THE TASK – Report each line of the entries below that has the word "Serialize" in it.

----- EXERCISE INPUT

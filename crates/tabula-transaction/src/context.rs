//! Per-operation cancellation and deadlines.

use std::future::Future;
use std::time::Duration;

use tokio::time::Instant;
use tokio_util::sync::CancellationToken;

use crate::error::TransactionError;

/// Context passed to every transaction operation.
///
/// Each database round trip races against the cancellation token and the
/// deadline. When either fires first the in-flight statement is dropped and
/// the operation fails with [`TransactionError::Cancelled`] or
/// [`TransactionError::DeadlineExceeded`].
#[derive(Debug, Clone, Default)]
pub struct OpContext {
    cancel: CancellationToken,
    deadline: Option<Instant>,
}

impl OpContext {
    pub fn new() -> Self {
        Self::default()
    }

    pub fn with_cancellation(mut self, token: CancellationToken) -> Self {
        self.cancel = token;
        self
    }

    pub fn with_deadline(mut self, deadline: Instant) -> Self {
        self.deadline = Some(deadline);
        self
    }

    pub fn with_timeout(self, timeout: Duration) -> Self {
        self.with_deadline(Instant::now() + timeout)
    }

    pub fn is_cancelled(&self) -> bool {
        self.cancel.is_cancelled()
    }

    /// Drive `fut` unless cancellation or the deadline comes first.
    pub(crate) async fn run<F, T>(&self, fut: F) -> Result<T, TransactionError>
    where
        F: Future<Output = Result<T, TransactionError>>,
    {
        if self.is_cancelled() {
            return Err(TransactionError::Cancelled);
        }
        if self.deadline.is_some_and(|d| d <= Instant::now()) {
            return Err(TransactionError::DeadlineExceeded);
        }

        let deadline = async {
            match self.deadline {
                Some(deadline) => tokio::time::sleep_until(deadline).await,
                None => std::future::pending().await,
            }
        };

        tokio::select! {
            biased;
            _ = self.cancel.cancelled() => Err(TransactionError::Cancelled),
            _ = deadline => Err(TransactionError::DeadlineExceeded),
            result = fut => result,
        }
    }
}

----------
----- EXERCISE INPUT

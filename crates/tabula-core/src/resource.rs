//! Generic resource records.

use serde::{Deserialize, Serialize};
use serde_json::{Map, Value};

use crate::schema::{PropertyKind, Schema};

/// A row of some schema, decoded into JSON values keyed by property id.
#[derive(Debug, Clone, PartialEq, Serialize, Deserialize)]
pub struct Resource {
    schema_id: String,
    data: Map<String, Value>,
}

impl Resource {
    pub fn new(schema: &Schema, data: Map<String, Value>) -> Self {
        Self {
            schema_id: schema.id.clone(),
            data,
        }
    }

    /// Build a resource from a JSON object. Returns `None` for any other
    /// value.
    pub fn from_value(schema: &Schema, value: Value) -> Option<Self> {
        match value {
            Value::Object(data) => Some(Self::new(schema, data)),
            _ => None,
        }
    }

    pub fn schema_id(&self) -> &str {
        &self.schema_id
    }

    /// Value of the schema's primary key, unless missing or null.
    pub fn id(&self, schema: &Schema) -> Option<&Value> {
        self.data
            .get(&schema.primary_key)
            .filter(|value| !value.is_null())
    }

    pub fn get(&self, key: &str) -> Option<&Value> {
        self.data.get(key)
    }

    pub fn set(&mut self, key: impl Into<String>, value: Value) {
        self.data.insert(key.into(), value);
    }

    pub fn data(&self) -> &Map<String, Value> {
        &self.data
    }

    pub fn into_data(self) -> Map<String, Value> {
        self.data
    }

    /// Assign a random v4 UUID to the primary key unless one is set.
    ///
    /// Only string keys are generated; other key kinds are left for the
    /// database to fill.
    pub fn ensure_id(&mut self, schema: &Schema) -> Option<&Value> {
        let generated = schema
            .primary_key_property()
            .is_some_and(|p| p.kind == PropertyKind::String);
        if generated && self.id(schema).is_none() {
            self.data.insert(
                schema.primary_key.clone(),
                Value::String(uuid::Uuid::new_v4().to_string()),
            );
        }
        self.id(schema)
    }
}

----------

TASK ANSWER –
use serde::{Deserialize, Serialize};
#[derive(Debug, Clone, PartialEq, Serialize, Deserialize)]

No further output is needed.